The fit summary statistics specifies that the model which has greater adjusted and predicted R-squared with a very low probability value and smallest standard deviation38. The fit summary data results (Tables 4, 5) confirmed that, the quadratic model is a highly significant model for both Congo red dye and Co2+ biosorption using E. intestinalis biomass with the largest adjusted and predicted R-squared. The fit summary statistics for Congo red biosorption (Table 4) having not significant lack of fit with P-value quantified as 0.8517 and F-value equal 0.57. Meanwhile, the quadratic model showed the smallest standard deviation of 2.69 (Table 4). The quadratic model of Congo red biosorption showed the highest adjusted R-squared of 0.9741, predicted R-squared of 0.9580. On the other hand, the fit summary statistics for Co2+ biosorption (Table 5) having not significant lack of fit with P-value quantified as 0.6901 and F-value equal 0.79. Meanwhile, the quadratic model showed the lowest standard deviation of 1.26 (Table 5). The quadratic model of Co2+ biosorption showed the highest adjusted R-squared of 0.9958, predicted R-squared of 0.9925.

Three dimensional (3D) graphs

The three dimensional (3D) graphs were generated for the pairwise combinations between the five factors to determine the optimum conditions to achieve the maximum percentages of biosorption of Congo red dye and Co2+ by E. intestinalis and to visualize the interactions among the test variables. 3D surface plots for the pairwise combinations of the five variables (X1X2, X1X3, X1X4, X1X5, X2X3, X2X4, X2X5, X3X4, X3X5 and X4X5) were generated by plotting the biosorption (%) of Congo red dye or Co2+ by E. intestinalis on Z-axis against two independent variables while the other independent process factors were held at their center (zero) level. The three-dimensional surface plots showing the effects of the five factors on the biosorption of Congo red dye by E. intestinalis are illustrated in Fig. 1A–J. Meanwhile, the three-dimensional surface plots showing the effects of the five factors on the biosorption of Co2+ by E. intestinalis are illustrated in Fig. 2A–J.

Figure 1
figure 1

Three-dimensional surface plot for biosorption of Congo red by E. intestinalis showing the interactive effects of two variables at a time of the five tested variables. (A) initial pH level and algal biomass concentration, (B) initial pH level and Congo red concentration, (C) initial pH level and cobalt concentration, (D) initial pH level and incubation time, (E) algal biomass conc. and Congo red concentrations, (F) algal biomass and cobalt concentrations, (G) algal biomass concentration and incubation time, (H) Congo red and cobalt concentrations, (I) Congo red concentration and incubation time and (J) cobalt concentration and incubation time.

Figure 2
figure 2

Three-dimensional surface plot for biosorption of cobalt by E.intestinalis biomass, showing the interactive effects of two variables at a time of the five tested variables. (A) initial pH level and algal biomass concentration, (B) initial pH level and Congo red concentration, (C) initial pH level and cobalt concentration, (D) initial pH level and incubation time, (E) algal biomass conc. and Congo red concentrations, (F) algal biomass and cobalt concentrations, (G) algal biomass concentration and incubation time, (H) Congo red and cobalt concentrations, (I) Congo red concentration and incubation time and (J) cobalt concentration and incubation time.
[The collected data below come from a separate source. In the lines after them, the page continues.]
//! ShardSync - Write Replication for Shard-Partitioned Storage
//!
//! Command line tool to manage the configuration and to run replicated
//! writes against an in-memory shard group.

use std::path::PathBuf;
use std::sync::Arc;

use clap::{Parser, Subcommand};
use serde::Serialize;
use tracing_subscriber::{layer::SubscriberExt, util::SubscriberInitExt};

use shardsync::config::{LoggingConfig, ShardSyncConfig};
use shardsync::error::{Error, Result};
use shardsync::memory::{LocalPrimary, LocalReplicas, WriteRequest};
use shardsync::replication::{Primary, ReplicationOperation, ShardInfo};
use shardsync::shard::{AllocationId, IndexShardRoutingTable, SeqNo, ShardId, ShardRouting};

/// ShardSync - Write Replication for Shard-Partitioned Storage
#[derive(Parser)]
#[command(name = "shardsync")]
#[command(author, version, about, long_about = None)]
struct Cli {
    /// Path to configuration file
    #[arg(short, long, default_value = "shardsync.toml")]
    config: PathBuf,

    /// Log level (trace, debug, info, warn, error), overrides the config file
    #[arg(short, long)]
    log_level: Option<String>,

    #[command(subcommand)]
    command: Commands,
}

#[derive(Subcommand)]
enum Commands {
    /// Initialize a new configuration file
    Init {
        /// Output path for configuration file
        #[arg(short, long, default_value = "shardsync.toml")]
        output: PathBuf,
    },

    /// Validate configuration file
    Validate,

    /// Replicate writes through an in-memory shard group
    Simulate {
        /// Number of writes (defaults to simulation.writes)
        #[arg(short, long)]
        writes: Option<usize>,

        /// Number of started replicas (defaults to simulation.replicas)
        #[arg(short, long)]
        replicas: Option<usize>,
    },
}

#[tokio::main]
async fn main() -> Result<()> {
    let cli = Cli::parse();

    // Initialize logging
    let logging = logging_config(&cli.config);
    init_logging(cli.log_level.as_deref().unwrap_or(&logging.level), &logging.format);

    match cli.command {
        Commands::Init { output } => {
            run_init(output)
        }
        Commands::Validate => {
            run_validate(cli.config)
        }
        Commands::Simulate { writes, replicas } => {
            run_simulate(cli.config, writes, replicas).await
        }
    }
}

/// Logging section of the config file, or defaults if it cannot be read
fn logging_config(path: &std::path::Path) -> LoggingConfig {
    std::fs::read_to_string(path)
        .ok()
        .and_then(|content| toml::from_str::<ShardSyncConfig>(&content).ok())
        .map(|config| config.logging)
        .unwrap_or_default()
}

/// Initialize logging
fn init_logging(level: &str, format: &str) {
    let env_filter = tracing_subscriber::EnvFilter::try_from_default_env()
        .unwrap_or_else(|_| level.into());

    let registry = tracing_subscriber::registry().with(env_filter);
    if format == "compact" {
        registry.with(tracing_subscriber::fmt::layer().compact()).init();
    } else {
        registry.with(tracing_subscriber::fmt::layer()).init();
    }
}

/// Initialize a new configuration file
fn run_init(output: PathBuf) -> Result<()> {
    if output.exists() {
        return Err(Error::Config(format!(
            "{} already exists, refusing to overwrite",
            output.display()
        )));
    }

    let config_content = r#"# ShardSync Configuration
# Generated configuration file

[replication]
retry_initial_backoff_ms = 50
retry_timeout_ms = 60000
# "none", "all" or a number of copies
wait_for_active_shards = "1"
# Respect per-copy replication mode hints
mode_aware = false
# replication_mode_override = "primary_term_validation"

[logging]
level = "info"
format = "pretty"

[simulation]
replicas = 2
writes = 10
unassigned_replicas = 0
flaky_replicas = 0
flaky_attempts = 2
failing_replicas = 0
max_latency_ms = 5
"#;

    std::fs::write(&output, config_content)?;
    println!("Configuration file created: {}", output.display());
    println!("Then run: shardsync --config {} simulate", output.display());

    Ok(())
}

/// Validate configuration
fn run_validate(config_path: PathBuf) -> Result<()> {
    match ShardSyncConfig::from_file(&config_path) {
        Ok(config) => {
            println!("✓ Configuration is valid");
            println!("  Retry Backoff:  {:?}", config.retry_initial_backoff());
            println!("  Retry Timeout:  {:?}", config.retry_timeout());
            println!("  Active Shards:  {}", config.replication.wait_for_active_shards);
            println!("  Policy:         {:?}", config.replication_proxy());
            println!("  Log Level:      {}", config.logging.level);
            Ok(())
        }
        Err(e) => {
            eprintln!("✗ Configuration error: {}", e);
            Err(e)
        }
    }
}

#[derive(Serialize)]
struct WriteReport<'a> {
    id: String,
    seq_no: Option<SeqNo>,
    #[serde(rename = "_shards")]
    shards: &'a ShardInfo,
}

#[derive(Serialize)]
struct CheckpointReport {
    allocation_id: AllocationId,
    local_checkpoint: Option<SeqNo>,
    global_checkpoint: Option<SeqNo>,
}

/// Run writes through an in-memory shard group
async fn run_simulate(config_path: PathBuf, writes: Option<usize>, replicas: Option<usize>) -> Result<()> {
    let mut config = if config_path.exists() {
        ShardSyncConfig::from_file(&config_path)?
    } else {
        tracing::info!("No configuration at {:?}, using defaults", config_path);
        ShardSyncConfig::default()
    };
    if let Some(writes) = writes {
        config.simulation.writes = writes;
    }
    if let Some(replicas) = replicas {
        config.simulation.replicas = replicas;
    }
    config.validate()?;

    let sim = &config.simulation;
    let shard_id = ShardId::new("sim", 0);
    let mut shards = vec![ShardRouting::started(shard_id.clone(), "node-0", true)];
    let mut replica_ids = Vec::with_capacity(sim.replicas);
    for n in 1..=sim.replicas {
        let routing = ShardRouting::started(shard_id.clone(), format!("node-{}", n), false);
        replica_ids.extend(routing.allocation_id.clone());
        shards.push(routing);
    }
    shards.extend((0..sim.unassigned_replicas).map(|_| ShardRouting::unassigned(shard_id.clone(), false)));

    let primary_term = 1;
    let primary = Arc::new(LocalPrimary::new(
        IndexShardRoutingTable::new(shard_id.clone(), shards),
        primary_term,
    )?);
    let replicas = Arc::new(LocalReplicas::new().with_max_latency(config.max_latency()));

    let (flaky, rest) = replica_ids.split_at(sim.flaky_replicas);
    for id in flaky {
        replicas.fail_next(id, sim.flaky_attempts, || {
            Error::CircuitBreaking("simulated memory pressure".into())
        });
    }
    for id in rest.iter().take(sim.failing_replicas) {
        replicas.fail_always(id, || Error::InvalidRequest("simulated mapping conflict".into()));
    }

    tracing::info!(
        "Simulating {} writes to {} with {} replicas ({} unassigned)",
        sim.writes,
        shard_id,
        sim.replicas,
        sim.unassigned_replicas
    );

    let operations = (0..sim.writes).map(|n| {
        let id = format!("doc-{}", n);
        let request = WriteRequest::index(shard_id.clone(), id.clone(), format!(r#"{{"n":{}}}"#, n))
            .wait_for_active_shards(config.replication.wait_for_active_shards);
        let operation = ReplicationOperation::new(request, Arc::clone(&primary), Arc::clone(&replicas), primary_term)
            .with_proxy(config.replication_proxy())
            .with_config(config.replication_config())
            .with_op_type("index");
        async move { (id, operation.execute().await) }
    });

    let mut failed = 0;
    for (id, outcome) in futures::future::join_all(operations).await {
        match outcome {
            Ok(result) => {
                let shards = result.shard_info().cloned().unwrap_or_default();
                let report = WriteReport { id, seq_no: result.seq_no(), shards: &shards };
                println!("{}", serde_json::to_string(&report)?);
            }
            Err(e) => {
                failed += 1;
                tracing::error!("Write {} failed: {}", id, e);
            }
        }
    }

    let mut checkpoints = Vec::with_capacity(replica_ids.len() + 1);
    if let Some(allocation_id) = primary.routing_entry().allocation_id {
        checkpoints.push(CheckpointReport {
            allocation_id,
            local_checkpoint: Some(primary.local_checkpoint()),
            global_checkpoint: Some(primary.global_checkpoint()),
        });
    }
    for id in &replica_ids {
        checkpoints.push(CheckpointReport {
            allocation_id: id.clone(),
            local_checkpoint: replicas.local_checkpoint(id),
            global_checkpoint: replicas.global_checkpoint(id),
        });
    }
    println!("{}", serde_json::to_string_pretty(&checkpoints)?);

    if failed > 0 {
        tracing::warn!("{} of {} writes failed", failed, sim.writes);
    }
    Ok(())
}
Effect of initial pH on the biosorption percent

3D surface graphs (Fig. 1A–D) illustrated the effect of the initial pH value (X1) when interacting with the other four parameters including cobalt concentration, Congo red dye concentration, E. intestinalis biomass concentration and incubation time on Congo red dye biosorption percent. Meanwhile, 3D surface graphs (Fig. 2A–D) illustrated the effect of the initial pH value (X1) when interacting with the other four parameters including cobalt concentration, Congo red dye concentration, E. intestinalis biomass concentration and incubation time on Co2+ biosorption percent.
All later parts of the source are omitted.